Stojanovic Marko, Wu Zida, Stiles Craig E, Miljic Dragana, Soldatovic Ivan, Pekic Sandra, Doknic Mirjana, Petakov Milan, Popovic Vera, Strasburger Christian, Korbonits Márta
Neuroendocrinology Department, Clinic for Endocrinology, Diabetes and Metabolic Diseases, Clinical Centre of Serbia, Belgrade, Serbia.
University of Belgrade, Medical Faculty, Belgrade, Serbia.
Endocr Connect. 2019 Apr;8(4):326-337. doi: 10.1530/EC-19-0082.
Aryl hydrocarbon receptor-interacting protein (AIP) is evolutionarily conserved and expressed widely throughout the organism. Loss-of-function AIP mutations predispose to young-onset pituitary adenomas. AIP co-localizes with growth hormone in normal and tumorous somatotroph secretory vesicles. AIP protein is detectable in circulation. We aimed to investigate possible AIP and GH co-secretion, by studying serum AIP and GH levels at baseline and after GH stimulation or suppression, in GH deficiency (GHD) and in acromegaly patients.
Insulin tolerance test (ITT) was performed in GHD patients (n = 13) and age-BMI-matched normal GH axis control patients (n = 31). Oral glucose tolerance test (OGTT) was performed in active acromegaly patients (n = 26) and age-BMI-matched normal GH axis control patients (n = 18). In-house immunometric assay was developed for measuring circulating AIP.

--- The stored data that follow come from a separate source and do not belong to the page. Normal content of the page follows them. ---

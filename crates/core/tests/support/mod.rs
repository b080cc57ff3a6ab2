//! Shared test helpers for `nimbus-core` integration tests.
//!
//! Provides an in-memory queue service so the claim protocol can be exercised
//! against realistic server semantics without HTTP.

pub mod queue;

pub use queue::InMemoryQueueService;

/// Route `tracing` output through the test harness; safe to call repeatedly.
pub fn init_tracing() {
    let _ = tracing_subscriber::fmt()
        .with_env_filter(tracing_subscriber::EnvFilter::from_default_env())
        .with_test_writer()
        .try_init();
}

Serum AIP levels were in the 0.1 ng/mL range independently of gender, age or BMI. Baseline AIP did not differ between GHD and non-GHD or between acromegaly and patients with no acromegaly. There was no change in peak, trough or area under the curve during OGTT or ITT. Serum AIP did not correlate with GH during ITT or OGTT.

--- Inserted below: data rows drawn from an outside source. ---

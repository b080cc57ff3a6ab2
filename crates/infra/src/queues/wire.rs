//! Response envelopes that never leave this module

use nimbus_domain::{query_param_from_href, Queue, QueuedMessage};
use serde::Deserialize;

#[derive(Debug, Deserialize)]
pub(crate) struct Link {
    pub rel: String,
    pub href: String,
}

/// Marker of the `rel=next` link, if the page has one.
pub(crate) fn next_marker(links: &[Link]) -> Option<String> {
    links
        .iter()
        .find(|link| link.rel == "next")
        .and_then(|link| query_param_from_href(&link.href, "marker"))
}

#[derive(Debug, Deserialize)]
pub(crate) struct QueueListing {
    #[serde(default)]
    pub queues: Vec<Queue>,
    #[serde(default)]
    pub links: Vec<Link>,
}

#[derive(Debug, Deserialize)]
pub(crate) struct MessageListing {
    #[serde(default)]
    pub messages: Vec<QueuedMessage>,
    #[serde(default)]
    pub links: Vec<Link>,
}

#[derive(Debug, Deserialize)]
pub(crate) struct PostResult {
    #[serde(default)]
    pub partial: bool,
    #[serde(default)]
    pub resources: Vec<String>,
}
//! HTTP transport
//!
//! [`HttpClient`] performs one exchange per request, bounded by a fixed
//! timeout and abortable through a `CancellationToken`. [`pipeline`]
//! composes it with authentication and decoding for the service clients.

pub mod client;
pub mod pipeline;

pub use client::{HttpClient, HttpClientBuilder, HttpResponse};
pub use pipeline::{ApiRequest, Authenticated, Pipeline};
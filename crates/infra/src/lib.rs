//! # Nimbus Infrastructure
//!
//! HTTP implementations of the Nimbus service clients.
//!
//! This crate contains:
//! - The HTTP transport and the staged request pipeline
//! - Identity (token and service catalog) providers
//! - Queue, DNS and load balancer clients
//! - Configuration loading
//!
//! ## Architecture
//! - Implements traits defined in `nimbus-core`
//! - Depends on `nimbus-domain` and `nimbus-core`
//! - Contains all I/O

pub mod config;
pub mod context;
pub mod dns;
pub mod errors;
pub mod http;
pub mod identity;
pub mod load_balancers;
pub mod queues;
pub mod session;

// Re-export commonly used items
pub use context::ServiceContext;
pub use dns::{DnsClient, ListDomainsOptions};
pub use errors::InfraError;
pub use http::{ApiRequest, HttpClient, HttpResponse, Pipeline};
pub use identity::{AccessTokenProvider, IdentityClient, StaticTokenProvider};
pub use load_balancers::LoadBalancerClient;
pub use queues::{ListMessagesOptions, ListQueuesOptions, QueueClient};
pub use session::Session;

Human circulating serum AIP in vivo was assessed by a novel immunometric assay. AIP levels were independent of age, sex or BMI and unaffected by hypoglycaemia or hyperglycaemia. Despite co-localization in secretory vesicles, AIP and GH did not correlate at baseline or during GH stimulation or suppression tests. A platform of reliable serum AIP measurement is established for further research of its circulatory source, role and impact.

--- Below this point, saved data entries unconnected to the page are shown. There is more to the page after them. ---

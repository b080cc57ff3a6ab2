//! DNS service types
//!
//! Domain mutations on the DNS service are asynchronous: the server answers
//! with a [`DnsJob`] that must be polled until it reaches a terminal status.

use serde::{Deserialize, Serialize};
use serde_json::Value;

use crate::extensible_enum;

/// Numeric domain identity.
#[derive(Debug, Clone, Copy, PartialEq, Eq, Hash, PartialOrd, Ord, Serialize, Deserialize)]
#[serde(transparent)]
pub struct DomainId(pub u64);

impl std::fmt::Display for DomainId {
    fn fmt(&self, f: &mut std::fmt::Formatter<'_>) -> std::fmt::Result {
        write!(f, "{}", self.0)
    }
}

/// A DNS domain (zone).
#[derive(Debug, Clone, PartialEq, Eq, Serialize, Deserialize)]
#[serde(rename_all = "camelCase")]
pub struct Domain {
    pub id: DomainId,
    pub name: String,
    #[serde(default)]
    pub email_address: Option<String>,
    #[serde(default)]
    pub ttl: Option<u32>,
    #[serde(default)]
    pub comment: Option<String>,
    #[serde(default)]
    pub account_id: Option<u64>,
    #[serde(default)]
    pub created: Option<String>,
    #[serde(default)]
    pub updated: Option<String>,
}

/// Parameters for creating a domain.
#[derive(Debug, Clone, PartialEq, Eq, Serialize, Deserialize)]
#[serde(rename_all = "camelCase")]
pub struct DomainConfiguration {
    pub name: String,
    pub email_address: String,
    #[serde(skip_serializing_if = "Option::is_none")]
    pub ttl: Option<u32>,
    #[serde(skip_serializing_if = "Option::is_none")]
    pub comment: Option<String>,
}

/// One page of a domain listing.
#[derive(Debug, Clone, PartialEq, Eq, Default, Serialize, Deserialize)]
#[serde(rename_all = "camelCase")]
pub struct DomainsPage {
    #[serde(default)]
    pub domains: Vec<Domain>,
    #[serde(default)]
    pub total_entries: Option<u64>,
}

extensible_enum! {
    /// Lifecycle of an asynchronous DNS job
    pub enum DnsJobStatus {
        Initialized => "INITIALIZED",
        Running => "RUNNING",
        Completed => "COMPLETED",
        Error => "ERROR",
    }
}

impl DnsJobStatus {
    /// Completed and Error are final; every other value, known or not, may
    /// still change.
    pub fn is_terminal(&self) -> bool {
        matches!(self, Self::Completed | Self::Error)
    }
}

/// Failure details attached to an `ERROR` job.
#[derive(Debug, Clone, PartialEq, Eq, Serialize, Deserialize)]
#[serde(rename_all = "camelCase")]
pub struct DnsJobError {
    #[serde(default)]
    pub code: Option<u16>,
    #[serde(default)]
    pub message: Option<String>,
    #[serde(default)]
    pub details: Option<String>,
}

/// An asynchronous DNS job.
#[derive(Debug, Clone, PartialEq, Serialize, Deserialize)]
#[serde(rename_all = "camelCase")]
pub struct DnsJob {
    pub job_id: String,
    pub status: DnsJobStatus,
    #[serde(default)]
    pub verb: Option<String>,
    #[serde(default)]
    pub callback_url: Option<String>,
    #[serde(default)]
    pub request_url: Option<String>,
    /// Result payload, present once the job completed (with `showDetails`).
    #[serde(default)]
    pub response: Option<Value>,
    #[serde(default)]
    pub error: Option<DnsJobError>,
}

芳烃受体相互作用蛋白(AIP)在进化上保守,在整个生物体中广泛表达。功能丧失的AIP突变易导致青年期垂体腺瘤。AIP在正常和肿瘤性生长激素分泌细胞的分泌小泡中与生长激素共定位。AIP蛋白在循环中可检测到。我们旨在通过研究生长激素缺乏症(GHD)和肢端肥大症患者基线时以及生长激素刺激或抑制后的血清AIP和生长激素水平,来调查AIP和生长激素可能的共同分泌情况。
对GHD患者(n = 13)和年龄-体重指数匹配的正常生长激素轴对照患者(n = 31)进行胰岛素耐量试验(ITT)。对活动性肢端肥大症患者(n = 26)和年龄-体重指数匹配的正常生长激素轴对照患者(n = 18)进行口服葡萄糖耐量试验(OGTT)。开发了用于测量循环AIP的内部免疫测定法。
血清AIP水平在0.1 ng/mL范围内,与性别、年龄或体重指数无关。GHD与非GHD患者之间或肢端肥大症与无肢端肥大症患者之间的基线AIP无差异。OGTT或ITT期间的峰值、谷值或曲线下面积无变化。ITT或OGTT期间血清AIP与生长激素无相关性。
通过一种新型免疫测定法评估了体内人循环血清AIP。AIP水平与年龄、性别或体重指数无关,且不受低血糖或高血糖影响。尽管在分泌小泡中共定位,但AIP和生长激素在基线时或生长激素刺激或抑制试验期间无相关性。建立了可靠的血清AIP测量平台,以进一步研究其循环来源、作用和影响。